Intel® Fortran Compiler
Build applications that can scale for the future with optimized code designed for Intel® Xeon® and compatible processors.

Why my parallel code by OpenMP is much slower than the sequential code?

jingbo_W_
Beginner
6,183 Views

I tried to use OpenMP to parallelize an inner loop. The code is as the following (also see the attachment)

******************************************************************************************

program test  
implicit none

REAL(8)::time1,time2
real(8),allocatable,dimension(:)::b
integer:: k,j,i

j=70000
allocate(b(j))
b=0.0D+00

call cpu_time(time1)
do k=1,40000
 do i=1,j
  b(i)=real(i,kind=8)
 enddo
enddo
call cpu_time(time2)
write(*,*)'The cpu time (s) by the sequential code is',time2-time1

call cpu_time(time1)
do k=1,40000
 !$OMP PARALLEL DO private(i)
 do i=1,j
  b(i)=real(i,kind=8)
 enddo
 !$OMP END PARALLEL DO 
enddo
call cpu_time(time2)
write(*,*)'The cpu time (s) by the parallel code is',time2-time1
 
end program test

******************************************************************************************

The file name of the code is 'test.f90'. I built from the command line:

ifort /Qopenmp test.f90

The results are:

The cpu time (s) by the sequential code is   1.98437500000000
The cpu time (s) cost by the parallel code is   3.85937500000000

The parallel code is much slower than the sequential code.
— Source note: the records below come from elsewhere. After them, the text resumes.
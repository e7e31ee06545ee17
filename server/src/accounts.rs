//! Fixed, ordered account pool carved into reserved roles and oracles.

use serde::Serialize;

use crate::error::AccountPoolError;
use crate::models::Identity;

#[derive(Debug, Clone, Copy, PartialEq, Eq, Serialize)]
#[serde(rename_all = "snake_case")]
pub enum AccountRole {
    /// Contract owner, also the airline registered at deployment.
    Owner,
    Passenger,
    Oracle,
    Unassigned,
}

#[derive(Debug, Clone)]
pub struct AccountPool {
    identities: Vec<Identity>,
    reserved: usize,
    oracle_count: usize,
}

impl AccountPool {
    pub fn new(
        identities: Vec<Identity>,
        reserved: usize,
        oracle_count: usize,
    ) -> Result<Self, AccountPoolError> {
        if reserved == 0 {
            return Err(AccountPoolError::NoReservedAccounts);
        }

        let required = reserved + oracle_count;
        if identities.len() < required {
            return Err(AccountPoolError::TooFewAccounts {
                available: identities.len(),
                required,
                reserved,
                oracles: oracle_count,
            });
        }

        Ok(Self {
            identities,
            reserved,
            oracle_count,
        })
    }

    pub fn owner(&self) -> &Identity {
        &self.identities[0]
    }

    /// The airline registered when the contract was deployed.
    pub fn first_airline(&self) -> &Identity {
        self.owner()
    }

    pub fn passengers(&self) -> &[Identity] {
        &self.identities[1..self.reserved]
    }

    pub fn oracles(&self) -> &[Identity] {
        &self.identities[self.reserved..self.reserved + self.oracle_count]
    }

    pub fn role_of(&self, identity: &Identity) -> Option<AccountRole> {
        let position = self.identities.iter().position(|candidate| candidate == identity)?;
        let role = match position {
            0 => AccountRole::Owner,
            p if p < self.reserved => AccountRole::Passenger,
            p if p < self.reserved + self.oracle_count => AccountRole::Oracle,
            _ => AccountRole::Unassigned,
        };
        Some(role)
    }

    pub fn len(&self) -> usize {
        self.identities.len()
    }

    pub fn is_empty(&self) -> bool {
        self.identities.is_empty()
    }
}

#[cfg(test)]
mod tests {
    use super::*;

    fn identities(count: usize) -> Vec<Identity> {
        (0..count).map(|i| Identity::new(format!("0x{i:02}"))).collect()
    }

    #[test]
    fn partitions_reserved_roles_and_oracles() {
        let pool = AccountPool::new(identities(50), 6, 40).unwrap();

        assert_eq!(pool.owner(), &Identity::new("0x00"));
        assert_eq!(pool.first_airline(), pool.owner());
        assert_eq!(pool.passengers().len(), 5);
        assert_eq!(pool.oracles().len(), 40);
        assert_eq!(pool.oracles()[0], Identity::new("0x06"));
        assert_eq!(pool.oracles()[39], Identity::new("0x45"));

        assert_eq!(pool.role_of(&Identity::new("0x00")), Some(AccountRole::Owner));
        assert_eq!(pool.role_of(&Identity::new("0x03")), Some(AccountRole::Passenger));
        assert_eq!(pool.role_of(&Identity::new("0x06")), Some(AccountRole::Oracle));
        assert_eq!(pool.role_of(&Identity::new("0x46")), Some(AccountRole::Unassigned));
        assert_eq!(pool.role_of(&Identity::new("0xff")), None);
    }

    #[test]
    fn rejects_pools_that_are_too_small() {
        let err = AccountPool::new(identities(45), 6, 40).unwrap_err();
        assert_eq!(
            err,
            AccountPoolError::TooFewAccounts {
                available: 45,
                required: 46,
                reserved: 6,
                oracles: 40
            }
        );
        assert_eq!(
            AccountPool::new(identities(10), 0, 5).unwrap_err(),
            AccountPoolError::NoReservedAccounts
        );
    }
}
It seems challenging to find out the reason!

I will greatly appreciate your contribution in this problem.

Thanks a lot.

0 Kudos
1 Solution
TimP
Honored Contributor III
6,183 Views

You leave opportunities for the compiler to take shortcuts, more so in the sequential case.

Cpu_time adds up the times devoted to all threads.   The usual goal of parallelism is to reduce elapsed time by splitting increased cpu time among threads. Omp_get_wtime measures elapsed time.  System_clock works well on linux or with gfortran.

By omitting the simd clause, you are suggesting to the compiler to drop simd vectorization when introducing threading.  If you use intel fortran, the opt_report.would give useful information. 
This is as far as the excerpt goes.